== Exercise instructions ==
Among the entries below, how many lines contain "accepted"? Answer with the number only.
***** Data extract
//! Ingestion pipeline integration tests.

mod common;

use std::sync::Arc;
use std::time::Duration;

use chrono::{TimeZone, Utc};
use serde_json::json;
use temporallayr::fanout::{FrameType, StreamFrame};
use temporallayr::storage::{IncidentFilter, NewRule};
use temporallayr::{
    FrameSink, IngestError, IngestionPipeline, MemoryStore, PipelineConfig, StorageBuilder,
    StoragePort, SubscriptionFilter,
};
use tokio::sync::mpsc;

use common::{FaultyStore, failing_event, healthy_event, pipeline_deps, wait_for};

fn memory() -> (Arc<MemoryStore>, Arc<dyn StoragePort>) {
    let store = Arc::new(MemoryStore::new());
    let storage: Arc<dyn StoragePort> = store.clone();
    (store, storage)
}

fn rule(body: serde_json::Value) -> NewRule {
    serde_json::from_value(body).unwrap()
}

async fn incidents(storage: &Arc<dyn StoragePort>, tenant: &str) -> Vec<temporallayr::storage::Incident> {
    storage
        .read_incidents(tenant, &IncidentFilter::default(), 100, 0)
        .await
        .unwrap()
}

// =============================================================================
// Batching
// =============================================================================

#[tokio::test(start_paused = true)]
async fn test_flushes_when_batch_is_full() {
    let (store, storage) = memory();
    let config = PipelineConfig {
        max_batch_size: 2,
        flush_interval: Duration::from_secs(600),
        ..Default::default()
    };
    let pipeline = IngestionPipeline::start(config, pipeline_deps(storage));

    let receipt = pipeline
        .enqueue(
            "t1",
            vec![healthy_event("a"), healthy_event("b"), healthy_event("c")],
        )
        .unwrap();
    assert_eq!(receipt.accepted, 3);

    wait_for(Duration::from_secs(1), || store.event_count() == 2).await;
    tokio::time::sleep(Duration::from_secs(5)).await;
    assert_eq!(store.event_count(), 2, "partial batch must wait for the interval");
    assert_eq!(pipeline.stats().batches, 1);

    pipeline.stop().await;
    assert_eq!(store.event_count(), 3, "stop flushes the remainder");
    assert_eq!(pipeline.stats().written, 3);
}

#[tokio::test(start_paused = true)]
async fn test_flushes_after_interval() {
    let (store, storage) = memory();
    let config = PipelineConfig {
        max_batch_size: 100,
        flush_interval: Duration::from_secs(2),
        ..Default::default()
    };
    let pipeline = IngestionPipeline::start(config, pipeline_deps(storage));

    pipeline.enqueue("t1", vec![healthy_event("a")]).unwrap();
    tokio::time::sleep(Duration::from_millis(1500)).await;
    assert_eq!(store.event_count(), 0);

    tokio::time::sleep(Duration::from_secs(1)).await;
    assert_eq!(store.event_count(), 1);

    pipeline.stop().await;
}

#[tokio::test]
async fn test_full_queue_drops_and_counts() {
    let (_store, storage) = memory();
    let config = PipelineConfig {
        queue_capacity: 2,
        ..Default::default()
    };
    let pipeline = IngestionPipeline::start(config, pipeline_deps(storage));

    // The worker has not been polled yet on this single-threaded runtime.
    let receipt = pipeline
        .enqueue("t1", (0..5).map(|i| healthy_event(&i.to_string())).collect())
        .unwrap();
    assert_eq!(receipt.accepted, 2);
    assert_eq!(receipt.dropped, 3);
    assert_eq!(pipeline.stats().dropped, 3);

    pipeline.stop().await;
    assert_eq!(pipeline.stats().written, 2);
}

#[tokio::test]
async fn test_enqueue_after_stop_is_rejected() {
    let (_store, storage) = memory();
    let pipeline = IngestionPipeline::start(PipelineConfig::default(), pipeline_deps(storage));
    pipeline.stop().await;
    pipeline.stop().await;

    assert!(!pipeline.is_accepting());
    assert_eq!(
        pipeline.enqueue("t1", vec![healthy_event("a")]),
        Err(IngestError::Stopped)
    );
}

// =============================================================================
// Detection, dedup and alerting
// =============================================================================

#[tokio::test]
async fn test_repeated_failure_is_deduplicated() {
    let (_store, storage) = memory();
    let deps = pipeline_deps(storage.clone());
    let alerts = deps.alerts.clone();
    let fanout = deps.fanout.clone();

    let (tx, mut rx) = mpsc::channel::<StreamFrame>(16);
    let _sub = fanout.subscribe(
        "t1",
        SubscriptionFilter::incidents(),
        Arc::new(tx) as Arc<dyn FrameSink>,
    );

    let pipeline = IngestionPipeline::start(PipelineConfig::default(), deps);
    pipeline
        .enqueue("t1", vec![failing_event("e1"), failing_event("e2")])
        .unwrap();
    pipeline.stop().await;

    let found = incidents(&storage, "t1").await;
    assert_eq!(found.len(), 1);
    assert_eq!(found[0].failure_type, "runtime_error");
    assert_eq!(found[0].node_name, "fetch");
    assert_eq!(found[0].occurrence_count, 2);

    let stats = pipeline.stats();
    assert_eq!(stats.incidents_created, 1);
    assert_eq!(stats.incidents_deduplicated, 1);
    assert_eq!(alerts.dispatch_count(), 1);

    let frame = tokio::time::timeout(Duration::from_secs(2), rx.recv())
        .await
        .unwrap()
        .unwrap();
    assert_eq!(frame.frame_type, FrameType::IncidentCreated);
    assert!(
        tokio::time::timeout(Duration::from_millis(100), rx.recv())
            .await
            .is_err(),
        "only the first occurrence is broadcast"
    );
}

async fn assert_repeat_in_later_batch_is_deduplicated(storage: Arc<dyn StoragePort>) {
    let deps = pipeline_deps(storage.clone());
    let alerts = deps.alerts.clone();
    let config = PipelineConfig {
        flush_interval: Duration::from_millis(20),
        ..Default::default()
    };
    let pipeline = IngestionPipeline::start(config, deps);

    let t0 = Utc.with_ymd_and_hms(2024, 3, 1, 12, 0, 0).unwrap();
    let mut first = failing_event("e1");
    first["timestamp"] = json!(t0.to_rfc3339());
    pipeline.enqueue("T", vec![first.clone()]).unwrap();
    wait_for(Duration::from_secs(5), || pipeline.stats().incidents_created == 1).await;

    let opened = incidents(&storage, "T").await;
    assert_eq!(opened.len(), 1);
    assert_eq!(opened[0].occurrence_count, 1);
    assert_eq!(opened[0].failure_type, "runtime_error");

    let mut repeat = first;
    repeat["timestamp"] = json!((t0 + chrono::Duration::seconds(1)).to_rfc3339());
    pipeline.enqueue("T", vec![repeat]).unwrap();
    wait_for(Duration::from_secs(5), || {
        pipeline.stats().incidents_deduplicated == 1
    })
    .await;
    pipeline.stop().await;

    let found = incidents(&storage, "T").await;
    assert_eq!(found.len(), 1);
    assert_eq!(found[0].id, opened[0].id);
    assert_eq!(found[0].occurrence_count, 2);
    assert_eq!(pipeline.stats().batches, 2);
    assert_eq!(alerts.dispatch_count(), 1);
}

#[tokio::test]
async fn test_repeat_in_later_batch_is_deduplicated_in_memory() {
    let (_store, storage) = memory();
    assert_repeat_in_later_batch_is_deduplicated(storage).await;
}

#[tokio::test]
async fn test_repeat_in_later_batch_is_deduplicated_in_sqlite() {
    let storage = StorageBuilder::new("sqlite::memory:").build().await.unwrap();
    assert_repeat_in_later_batch_is_deduplicated(storage).await;
}

#[tokio::test]
async fn test_failure_outside_window_opens_new_incident() {
    let (_store, storage) = memory();
    let deps = pipeline_deps(storage.clone());
    let alerts = deps.alerts.clone();

    let t0 = Utc.with_ymd_and_hms(2024, 3, 1, 12, 0, 0).unwrap();
    let mut first = failing_event("e1");
    first["timestamp"] = json!(t0.to_rfc3339());
    let mut second = failing_event("e2");
    second["timestamp"] = json!((t0 + chrono::Duration::hours(25)).to_rfc3339());

    let pipeline = IngestionPipeline::start(PipelineConfig::default(), deps);
    pipeline.enqueue("t1", vec![first, second]).unwrap();
    pipeline.stop().await;

    let found = incidents(&storage, "t1").await;
    assert_eq!(found.len(), 2);
    assert!(found.iter().all(|i| i.occurrence_count == 1));
    assert_eq!(alerts.dispatch_count(), 2);
}

#[tokio::test]
async fn test_incidents_are_tenant_scoped() {
    let (_store, storage) = memory();
    let pipeline = IngestionPipeline::start(PipelineConfig::default(), pipeline_deps(storage.clone()));
    pipeline.enqueue("t1", vec![failing_event("e1")]).unwrap();
    pipeline.enqueue("t2", vec![failing_event("e2")]).unwrap();
    pipeline.stop().await;

    assert_eq!(incidents(&storage, "t1").await.len(), 1);
    assert_eq!(incidents(&storage, "t2").await.len(), 1);
    assert_eq!(pipeline.stats().incidents_created, 2);
}

#[tokio::test]
async fn test_highest_priority_rule_wins() {
    let (_store, storage) = memory();
    let low = rule(json!({
        "name": "low",
        "priority": 1,
        "condition": {"type": "execution_latency", "parameters": {"threshold": 10}}
    }))
    .into_rule("t1");
    let high = rule(json!({
        "name": "high",
        "priority": 10,
        "condition": {"type": "custom_expression",
                      "parameters": {"field": "duration", "operator": "gte", "value": 100}},
        "actions": {"notify": true}
    }))
    .into_rule("t1");
    storage.insert_rule(&low).await.unwrap();
    storage.insert_rule(&high).await.unwrap();

    let deps = pipeline_deps(storage.clone());
    let alerts = deps.alerts.clone();
    let (tx, mut rx) = mpsc::channel::<StreamFrame>(16);
    let _sub = deps.fanout.subscribe(
        "t1",
        SubscriptionFilter::default(),
        Arc::new(tx) as Arc<dyn FrameSink>,
    );

    let pipeline = IngestionPipeline::start(PipelineConfig::default(), deps);
    pipeline.enqueue("t1", vec![healthy_event("e1")]).unwrap();
    pipeline.stop().await;

    let found = incidents(&storage, "t1").await;
    assert_eq!(found.len(), 1);
    assert_eq!(found[0].failure_type, "custom_expression");
    assert_eq!(found[0].summary, "Rule 'high' triggered");
    assert_eq!(alerts.dispatch_count(), 1);

    let mut kinds = Vec::new();
    while let Ok(Some(frame)) = tokio::time::timeout(Duration::from_millis(200), rx.recv()).await {
        if frame.frame_type == FrameType::RuleTriggered {
            assert_eq!(frame.payload["rule_name"], "high");
        }
        kinds.push(frame.frame_type);
    }
    assert_eq!(
        kinds,
        vec![
            FrameType::RuleTriggered,
            FrameType::ExecutionGraph,
            FrameType::IncidentCreated
        ]
    );
}

#[tokio::test]
async fn test_matching_rule_without_incident_action_suppresses_detector() {
    let (_store, storage) = memory();
    let observe = rule(json!({
        "name": "observe-only",
        "condition": {"type": "node_error_rate"},
        "actions": {"create_incident": false}
    }))
    .into_rule("t1");
    storage.insert_rule(&observe).await.unwrap();

    let deps = pipeline_deps(storage.clone());
    let alerts = deps.alerts.clone();
    let pipeline = IngestionPipeline::start(PipelineConfig::default(), deps);
    pipeline.enqueue("t1", vec![failing_event("e1")]).unwrap();
    pipeline.stop().await;

    assert!(incidents(&storage, "t1").await.is_empty());
    assert_eq!(alerts.dispatch_count(), 0);
}

// =============================================================================
// Storage failures
// =============================================================================

#[tokio::test(start_paused = true)]
async fn test_failed_write_is_retained_and_retried() {
    let store = FaultyStore::new();
    store.fail_writes(true);
    let storage: Arc<dyn StoragePort> = store.clone();

    let config = PipelineConfig {
        max_batch_size: 2,
        ..Default::default()
    };
    let pipeline = IngestionPipeline::start(config, pipeline_deps(storage.clone()));
    pipeline
        .enqueue("t1", vec![failing_event("e1"), healthy_event("e2")])
        .unwrap();

    wait_for(Duration::from_secs(1), || pipeline.stats().retained == 2).await;
    let stats = pipeline.stats();
    assert!(stats.write_failures >= 1);
    assert_eq!(stats.written, 0);
    // Detection does not wait for persistence.
    assert_eq!(stats.incidents_created, 1);

    store.fail_writes(false);
    wait_for(Duration::from_secs(60), || pipeline.stats().written == 2).await;

    let stats = pipeline.stats();
    assert_eq!(stats.retained, 0);
    assert_eq!(stats.incidents_created, 1, "retries never re-run detection");
    assert_eq!(store.inner.event_count(), 2);

    pipeline.stop().await;
}

#[tokio::test(start_paused = true)]
async fn test_stop_makes_final_retained_attempt() {
    let store = FaultyStore::new();
    store.fail_writes(true);
    let storage: Arc<dyn StoragePort> = store.clone();

    let config = PipelineConfig {
        max_batch_size: 1,
        retry_backoff: temporallayr::BackoffPolicy::fixed(u32::MAX, Duration::from_secs(3600)),
        ..Default::default()
    };
    let pipeline = IngestionPipeline::start(config, pipeline_deps(storage));
    pipeline.enqueue("t1", vec![healthy_event("e1")]).unwrap();
    wait_for(Duration::from_secs(1), || pipeline.stats().retained == 1).await;

    store.fail_writes(false);
    pipeline.stop().await;
    assert_eq!(store.inner.event_count(), 1);
    assert_eq!(pipeline.stats().retained, 0);
}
**********
== Exercise result ==
2